Below are the entries. Set down exactly the line containing "let listener = tokio::net::TcpListener::bind(addr).await?;" and each line after it.

_Collected data entries:_
________________

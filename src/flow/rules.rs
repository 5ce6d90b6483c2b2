//! Transition rules and their evaluation seam

use crate::catalog::NodeId;
use crate::context::{value_truthy, CallContext};
use serde_json::{Map, Value};

/// Variables extracted from the current conversational turn.
#[derive(Debug, Clone, Default)]
pub struct ExtractedVars(Map<String, Value>);

impl ExtractedVars {
    pub fn new() -> Self {
        Self::default()
    }

    pub fn from_map(map: Map<String, Value>) -> Self {
        Self(map)
    }

    pub fn get(&self, name: &str) -> Option<&Value> {
        self.0.get(name)
    }

    pub fn insert(&mut self, name: impl Into<String>, value: impl Into<Value>) {
        self.0.insert(name.into(), value.into());
    }

    /// Truthiness of an extracted variable; absent means false.
    pub fn flag(&self, name: &str) -> bool {
        self.0.get(name).is_some_and(value_truthy)
    }

    /// Whether the user actually provided a value: present and not one of
    /// the "nothing here" sentinels ("", "NA", "N/A", null, ...).
    pub fn present(&self, name: &str) -> bool {
        self.0
            .get(name)
            .is_some_and(|v| !crate::context::is_sentinel(v))
    }

    pub fn str_value(&self, name: &str) -> Option<&str> {
        self.0.get(name).and_then(Value::as_str)
    }

    pub fn is_empty(&self) -> bool {
        self.0.is_empty()
    }

    pub fn len(&self) -> usize {
        self.0.len()
    }

    pub fn as_map(&self) -> &Map<String, Value> {
        &self.0
    }
}

/// A single transition rule: when the condition holds, go to `target`.
#[derive(Debug, Clone)]
pub struct Rule {
    pub condition: Condition,
    pub target: NodeId,
    pub label: &'static str,
}

impl Rule {
    pub fn new(condition: Condition, target: &str, label: &'static str) -> Self {
        Self {
            condition,
            target: NodeId::from(target),
            label,
        }
    }
}

/// The one evaluation seam every rule goes through. Conditions are plain
/// data so the table stays declarative and swappable; `Custom` is the
/// escape hatch for the few predicates that do not fit the vocabulary.
#[derive(Debug, Clone)]
pub enum Condition {
    /// Always fires (unconditional hop).
    Always,
    /// Extracted variable is truthy.
    Flag(&'static str),
    /// Any of the extracted variables is truthy.
    AnyFlag(&'static [&'static str]),
    /// All of the extracted variables are truthy.
    AllFlags(&'static [&'static str]),
    /// Extracted variable carries a real (non-sentinel) value.
    Present(&'static str),
    /// All listed extracted variables carry real values.
    AllPresent(&'static [&'static str]),
    /// Context field is truthy.
    ContextFlag(&'static str),
    /// Context field equals the given string.
    ContextEquals(&'static str, &'static str),
    /// Named counter has reached the threshold.
    CounterAtLeast(&'static str, u32),
    /// Most recent node API action succeeded.
    ApiSucceeded,
    /// Most recent node API action failed (non-success status or error).
    ApiFailed,
    Not(Box<Condition>),
    All(Vec<Condition>),
    Any(Vec<Condition>),
    Custom(fn(&ExtractedVars, &CallContext) -> bool),
}

impl Condition {
    pub fn matches(&self, vars: &ExtractedVars, ctx: &CallContext) -> bool {
        match self {
            Condition::Always => true,
            Condition::Flag(name) => vars.flag(name),
            Condition::AnyFlag(names) => names.iter().any(|n| vars.flag(n)),
            Condition::AllFlags(names) => names.iter().all(|n| vars.flag(n)),
            Condition::Present(name) => vars.present(name),
            Condition::AllPresent(names) => names.iter().all(|n| vars.present(n)),
            Condition::ContextFlag(name) => ctx.flag(name),
            Condition::ContextEquals(name, expected) => {
                ctx.lookup_str(name).as_deref() == Some(*expected)
            }
            Condition::CounterAtLeast(name, threshold) => ctx.counter(name) >= *threshold,
            Condition::ApiSucceeded => ctx.api_status.is_some_and(|s| (200..300).contains(&s)),
            Condition::ApiFailed => {
                ctx.api_error.is_some() || ctx.api_status.is_some_and(|s| !(200..300).contains(&s))
            }
            Condition::Not(inner) => !inner.matches(vars, ctx),
            Condition::All(inner) => inner.iter().all(|c| c.matches(vars, ctx)),
            Condition::Any(inner) => inner.iter().any(|c| c.matches(vars, ctx)),
            Condition::Custom(f) => f(vars, ctx),
        }
    }
}
//! Property-based tests for the renderer
//!
//! The invariants worth holding across arbitrary inputs: rendering is
//! idempotent, normalization output never carries long blank runs, and
//! resolved output never carries conditional markers.

use super::*;
use crate::catalog::NodeId;
use crate::context::{CallContext, Language};
use proptest::prelude::*;
use serde_json::{Map, Value};

fn test_context() -> CallContext {
    let mut seed = Map::new();
    seed.insert("FirstName".into(), Value::String("John".into()));
    seed.insert("Amount".into(), Value::String("125.50".into()));
    CallContext::new("CA1", seed, NodeId::from("n61"), Language::En)
}

fn test_conditionals() -> Conditionals {
    let mut c = Conditionals::new();
    c.register("yes", |_| true);
    c.register("no", |_| false);
    c
}

/// Text fragments without template syntax.
fn arb_plain() -> impl Strategy<Value = String> {
    "[a-zA-Z0-9 .,\n]{0,40}"
}

/// A balanced template: plain fragments interleaved with conditional blocks
/// and variable references.
fn arb_template() -> impl Strategy<Value = String> {
    let piece = prop_oneof![
        arb_plain(),
        arb_plain().prop_map(|inner| format!("{{%yes%}}{inner}{{%endyes%}}")),
        arb_plain().prop_map(|inner| format!("{{%no%}}{inner}{{%endno%}}")),
        Just("{{FirstName}}".to_string()),
        Just("{{Amount}}".to_string()),
        Just("{{NotSeeded}}".to_string()),
    ];
    prop::collection::vec(piece, 0..6).prop_map(|pieces| pieces.concat())
}

proptest! {
    #[test]
    fn render_is_idempotent(template in arb_template()) {
        let ctx = test_context();
        let conds = test_conditionals();
        let once = render(&template, &ctx, &conds);
        let twice = render(&once, &ctx, &conds);
        prop_assert_eq!(once, twice);
    }

    #[test]
    fn output_has_no_markers(template in arb_template()) {
        let ctx = test_context();
        let out = render(&template, &ctx, &test_conditionals());
        prop_assert!(!out.contains("{%"), "output still contains opening marker");
        prop_assert!(!out.contains("%}"), "output still contains closing marker");
    }

    #[test]
    fn normalization_bounds_blank_runs(text in "[a-z \n\t]{0,120}") {
        let out = normalize_whitespace(&text);
        prop_assert!(!out.contains("\n\n\n"));
        prop_assert!(!out.starts_with('\n'));
        prop_assert!(!out.ends_with('\n'));
    }

    #[test]
    fn normalization_is_idempotent(text in "[a-z \n\t]{0,120}") {
        let once = normalize_whitespace(&text);
        prop_assert_eq!(normalize_whitespace(&once), once);
    }

    #[test]
    fn false_blocks_never_leak_content(inner in "[xyz]{1,20}") {
        let ctx = test_context();
        let template = format!("start {{%no%}}{inner}{{%endno%}} end");
        let out = render(&template, &ctx, &test_conditionals());
        prop_assert!(!out.contains(&inner));
    }
}
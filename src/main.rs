//! callbridge - automated outbound call bridge
//!
//! Bridges carrier media streams to real-time voice-agent sessions and
//! drives each conversation through a catalog of dialogue nodes.

mod api;
mod catalog;
mod config;
mod context;
mod dialer;
mod directory;
mod extraction;
mod flow;
mod orchestrator;
mod report;
mod session;
mod template;

use api::{create_router, AppState};
use catalog::NodeCatalog;
use config::Config;
use context::{ContextStore, Language};
use dialer::{Dialer, HttpDialer, NoopDialer};
use directory::{Directory, HttpDirectory, StaticDirectory};
use extraction::ChatExtractor;
use flow::RuleTable;
use orchestrator::NodeOrchestrator;
use report::{HttpReportSink, LogReportSink, ReportSink};
use session::voice::TungsteniteConnector;
use session::CallRegistry;
use std::net::SocketAddr;
use std::sync::Arc;
use template::Conditionals;
use tracing_subscriber::{layer::SubscriberExt, util::SubscriberInitExt};

#[tokio::main]
async fn main() -> Result<(), Box<dyn std::error::Error>> {
    tracing_subscriber::registry()
        .with(
            tracing_subscriber::EnvFilter::try_from_default_env()
                .unwrap_or_else(|_| "callbridge=info".into()),
        )
        .with(
            tracing_subscriber::fmt::layer()
                .json()
                .with_current_span(false)
                .with_span_list(false),
        )
        .init();

    let config = Arc::new(Config::from_env());

    tracing::info!(path = %config.catalog_path, "loading node catalog");
    let catalog = Arc::new(NodeCatalog::load(&config.catalog_path)?);

    let contexts = Arc::new(ContextStore::new(
        catalog.greeting_node().clone(),
        Language::En,
    ));
    let orchestrator = Arc::new(NodeOrchestrator::new(
        catalog,
        contexts,
        RuleTable::standard(),
        Conditionals::standard(),
        Arc::new(ChatExtractor::new(config.extractor.clone())),
    ));

    let directory: Arc<dyn Directory> = match &config.directory {
        Some(dir_config) => Arc::new(HttpDirectory::new(dir_config.clone())),
        None => {
            tracing::warn!("no directory endpoint configured, serving the static roster");
            Arc::new(StaticDirectory)
        }
    };
    let dialer: Arc<dyn Dialer> = if config.dialer.base_url.is_empty() {
        tracing::warn!("no dialer endpoint configured, call placement is a no-op");
        Arc::new(NoopDialer)
    } else {
        Arc::new(HttpDialer::new(
            config.dialer.clone(),
            config.public_url.clone(),
        ))
    };
    let reports: Arc<dyn ReportSink> = match &config.report {
        Some(report_config) => Arc::new(HttpReportSink::new(report_config.clone())),
        None => Arc::new(LogReportSink),
    };

    let state = AppState {
        orchestrator,
        registry: Arc::new(CallRegistry::new()),
        directory,
        dialer,
        reports,
        connector: Arc::new(TungsteniteConnector::new(config.voice.clone())),
        config: config.clone(),
    };

    let app = create_router(state);
    let addr = SocketAddr::from(([0, 0, 0, 0], config.port));
    tracing::info!(%addr, public_url = %config.public_url, "callbridge listening");

    let listener = tokio::net::TcpListener::bind(addr).await?;
    axum::serve(listener, app).await?;

    Ok(())
}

________________

_Solution to this task:_
    let listener = tokio::net::TcpListener::bind(addr).await?;
    axum::serve(listener, app).await?;

    Ok(())
}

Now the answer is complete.